このビデオでは、マイクロパターン化表面を使用することにより、タンパク質 – タンパク質相互作用のその後の分析と実験を示しています。アプローチは、生きた細胞でタンパク質間相互作用を検出する可能性を提供し、定量的な情報を抽出する可能性が高いスループット能力を兼ね備えています。

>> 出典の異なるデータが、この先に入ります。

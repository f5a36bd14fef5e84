//! Error types for the crawler module

use crate::error::Error as CrateError;
use thiserror::Error;

/// Error type for crawler operations
#[derive(Debug, Error)]
pub enum CrawlError {
    /// HTTP client error
    #[error("HTTP error: {0}")]
    Http(#[from] reqwest::Error),

    /// Record persistence error
    #[error("Storage error: {0}")]
    Storage(#[from] StorageError),

    /// URL parsing error
    #[error("URL parsing error: {0}")]
    UrlParse(#[from] url::ParseError),

    /// Other errors
    #[error("{0}")]
    Other(String),
}

/// Why a page yielded no usable content
#[derive(Debug, Error, Clone, PartialEq, Eq)]
pub enum ExtractError {
    /// A configured selector does not parse
    #[error("invalid selector '{selector}': {message}")]
    InvalidSelector { selector: String, message: String },

    /// No paragraph survived cleaning
    #[error("no paragraphs found")]
    NoParagraphs,

    #[error("found {found} paragraphs, need at least {required}")]
    TooFewParagraphs { found: usize, required: usize },

    #[error("content has {length} characters, need at least {minimum}")]
    TooShort { length: usize, minimum: usize },
}

impl ExtractError {
    /// Whether the page had content that was merely too small
    pub fn is_too_short(&self) -> bool {
        matches!(
            self,
            ExtractError::TooShort { .. } | ExtractError::TooFewParagraphs { .. }
        )
    }
}

/// Error type for record persistence
#[derive(Debug, Error)]
pub enum StorageError {
    #[error("IO error: {0}")]
    Io(#[from] std::io::Error),

    #[error("JSON error: {0}")]
    Json(#[from] serde_json::Error),
}

impl From<CrawlError> for CrateError {
    fn from(err: CrawlError) -> Self {
        match err {
            CrawlError::Http(e) => CrateError::Http(e),
            CrawlError::Storage(e) => e.into(),
            CrawlError::UrlParse(e) => CrateError::Other(format!("URL parse error: {}", e)),
            _ => CrateError::Crawl(err.to_string()),
        }
    }
}

impl From<ExtractError> for CrateError {
    fn from(err: ExtractError) -> Self {
        CrateError::Crawl(err.to_string())
    }
}

impl From<StorageError> for CrateError {
    fn from(err: StorageError) -> Self {
        match err {
            StorageError::Io(e) => CrateError::Io(e),
            StorageError::Json(e) => CrateError::Json(e),
        }
    }
}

分子の相互作用のネットワークを解明<em>生体内</em>細胞機能と代謝の制御機構を理解する鍵である。細胞内の分子間相互作用に対処するための方法論的な多数のオプションが開発されたが、これらのメソッドのほとんどは、ほとんど定量的ではなく、間接的、従ってであることに苦しんでされています。逆に、少数のハイエンド定量的アプローチは、しかし、高いスループットに拡張することが困難である、導入されました。定量的な情報を抽出する可能性が高いスループット能力を結合するには、我々は最近、タンパク質間相互作用を識別するための新しいコンセプトを(Schwarzenbacher開発<em>ら</em>。、2008)。ここで、我々はデザインと蛍光標識タンパク質("獲物")と膜タンパク質("餌")との間の相互作用を分析することを可能にするこのシステムの構築のための詳細なプロトコルを記述する<em>生体内</em>。細胞は、餌exoplasmicドメインに対する抗体で機能化マイクロパターン表面上にメッキされています。餌 – 獲物相互作用は、蛍光獲物の再分配を経由してアッセイされる。方法は、スクリーニングツールとしてそれが適用されること、ダウン、単一分子のレベルまで高感度、弱い相互作用を検出する能力、および高いスループット能力によって特徴づけられる。
付属のビデオでは、生きた細胞の血漿膜(。。Brameshuber ら 、2009;。。Weghuber ら 、 印刷中 Schwarzenbacher ら 、2008)におけるタンパク質間相互作用を検出する方法を示しています。原則として、いかなるTIRFベースの顕微鏡のプラットフォームは、読み出しシステムとして使用することができます。高感度は(単一分子の検出用など)が必要なときにのみ、高度な顕微鏡が必要になります。最良の結果を達成するための準備処理中に、次の重要な点は特別な注意が必要です。
マイクロパターニング技術は、タンパク質 – タンパク質相互作用の分析のためのいくつかの可能性を提供しています。まず、ローカル、空間分解タンパク質間相互作用の定量化と一緒にも弱いまたは間接的な相互作用の検出は、偽陽性または陰性の高い数を与えることの欠点なしで可能です。第二にそれは2 – ハイブリッドスクリーンのような生化学的なアプローチによって達成することは困難である生きた細胞の血漿膜にタンパク質間相互作用を分析する研究が可能になります。第三のアプローチは、温度などの環境変化、異なるタンパク質または他の分子や翻訳後修飾の存在によって変調される餌と被食者相互作用の検出が可能になります。したがって、このアッセイは、生細胞のコンテキスト内の指定された相互作用のペアのスクリーニング変調が可能になります。さらに、捕獲リガンドまたは一価のリガンドの使用の面密度を低減することにより、静止状態の解析が可能となる。適切なスキャンのプラットフォームが使用されている場合、最終的には、分析セルの数は、薬物スクリーニングのための製薬企業の高スループット要求(ラム、2005)と一致するのに十分高いです。
The authors have nothing to disclose.
我々はGPI – GFPについては、hCD71 – GFPコンストラクト、及びダニエルLegler、コンスタンツ、スイスの大学のために、彼女の親切な助け、カタリーナシュトループ、ジュネーブ、スイスの大学のためQuentinaビーティ、リンツ、オーストリアの大学を、感謝したいと思います- DAFの構築。と科学研究のためのオーストリア連邦省のGEN – AUのプロジェクト、この作品は、オーストリア科学基金(プロジェクトY250 – B03 FWF)によってサポートされていました。